Mesodermal developmental gene Tbx15 impairs adipocyte differentiation and mitochondrial respiration.

Increased intraabdominal (visceral) fat is associated with a high risk of diabetes and metabolic syndrome. We have previously shown that the mesodermal developmental transcription factor Tbx15 is highly differentially expressed between visceral and subcutaneous (s.c.) fat in both humans and rodents, and in humans visceral fat Tbx15 expression is decreased in obesity. Here we show that, in mice, Tbx15 is 260-fold more highly expressed in s.c. preadipocytes than in epididymal preadipocytes. Overexpression of Tbx15 in 3T3-L1 preadipocytes impairs adipocyte differentiation and decreases triglyceride content. This defect in differentiation can be corrected by stimulating cells with the PPARγ agonist rosiglitazone (Rosi).
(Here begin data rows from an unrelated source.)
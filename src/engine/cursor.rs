//! Cursor, direction and open-request types for the navigation engine.

use crate::model::{DayKey, Period};

/// The currently selected (day, period, camera-index) triple.
///
/// A cursor is *valid* when the cached manifest for `day` has an entry at
/// `(period, index)`; the engine may deliberately hold an unresolvable
/// cursor after `open` so the surface can show a "no image" state.
#[derive(Debug, Clone, Copy, PartialEq, Eq)]
pub struct Cursor {
    pub day: DayKey,
    pub period: Period,
    pub index: usize,
}

/// Step direction through the snapshot sequence.
#[derive(Debug, Clone, Copy, PartialEq, Eq)]
pub enum Direction {
    Back,
    Forward,
}

impl Direction {
    pub fn signum(self) -> i64 {
        match self {
            Direction::Back => -1,
            Direction::Forward => 1,
        }
    }
}

/// The two browsing contexts. Fixed for the lifetime of a session; the
/// Latest page only ever hands backward navigation off to a History session.
#[derive(Debug, Clone, Copy, PartialEq, Eq)]
pub enum ViewMode {
    Latest,
    History,
}

/// An explicit open request, resolved to a concrete day exactly once before
/// any state changes.
#[derive(Debug, Clone, Copy, PartialEq, Eq)]
pub enum OpenRequest {
    /// Open within today's manifest.
    AnchorToday { period: Period, index: usize },
    /// Open at an explicit day.
    AnchorDay {
        day: DayKey,
        period: Period,
        index: usize,
    },
}

impl OpenRequest {
    pub fn resolve(self, today: DayKey) -> Cursor {
        match self {
            OpenRequest::AnchorToday { period, index } => Cursor {
                day: today,
                period,
                index,
            },
            OpenRequest::AnchorDay { day, period, index } => Cursor { day, period, index },
        }
    }
}

/// Walks ordinals `[0, len)` starting at `start` (which may lie outside the
/// range, yielding nothing) in the given direction. This is the one
/// bidirectional scan used for both period traversal and day-arrival
/// scanning, so the off-by-one rules live in a single place.
pub(crate) fn scan_ordinals(
    start: i64,
    len: usize,
    direction: Direction,
) -> impl Iterator<Item = usize> {
    let len = len as i64;
    let step = direction.signum();
    std::iter::successors(Some(start), move |&ordinal| Some(ordinal + step))
        .take_while(move |&ordinal| (0..len).contains(&ordinal))
        .map(|ordinal| ordinal as usize)
}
However, triglyceride accumulation remains decreased by ∼50%, due to a decrease in basal lipogenic rate and increase in basal lipolytic rate. 3T3-L1 preadipocytes overexpressing Tbx15 also have a 15% reduction in mitochondrial mass and a 28% reduction in basal mitochondrial respiration (P = 0.004) and ATP turnover (P = 0.02), and a 45% (P = 0.003) reduction in mitochondrial respiratory capacity. Thus, differential expression of Tbx15 between fat depots plays an important role in the interdepot differences in adipocyte differentiation, triglyceride accumulation, and mitochondrial function that may contribute to the risk of diabetes and metabolic disease.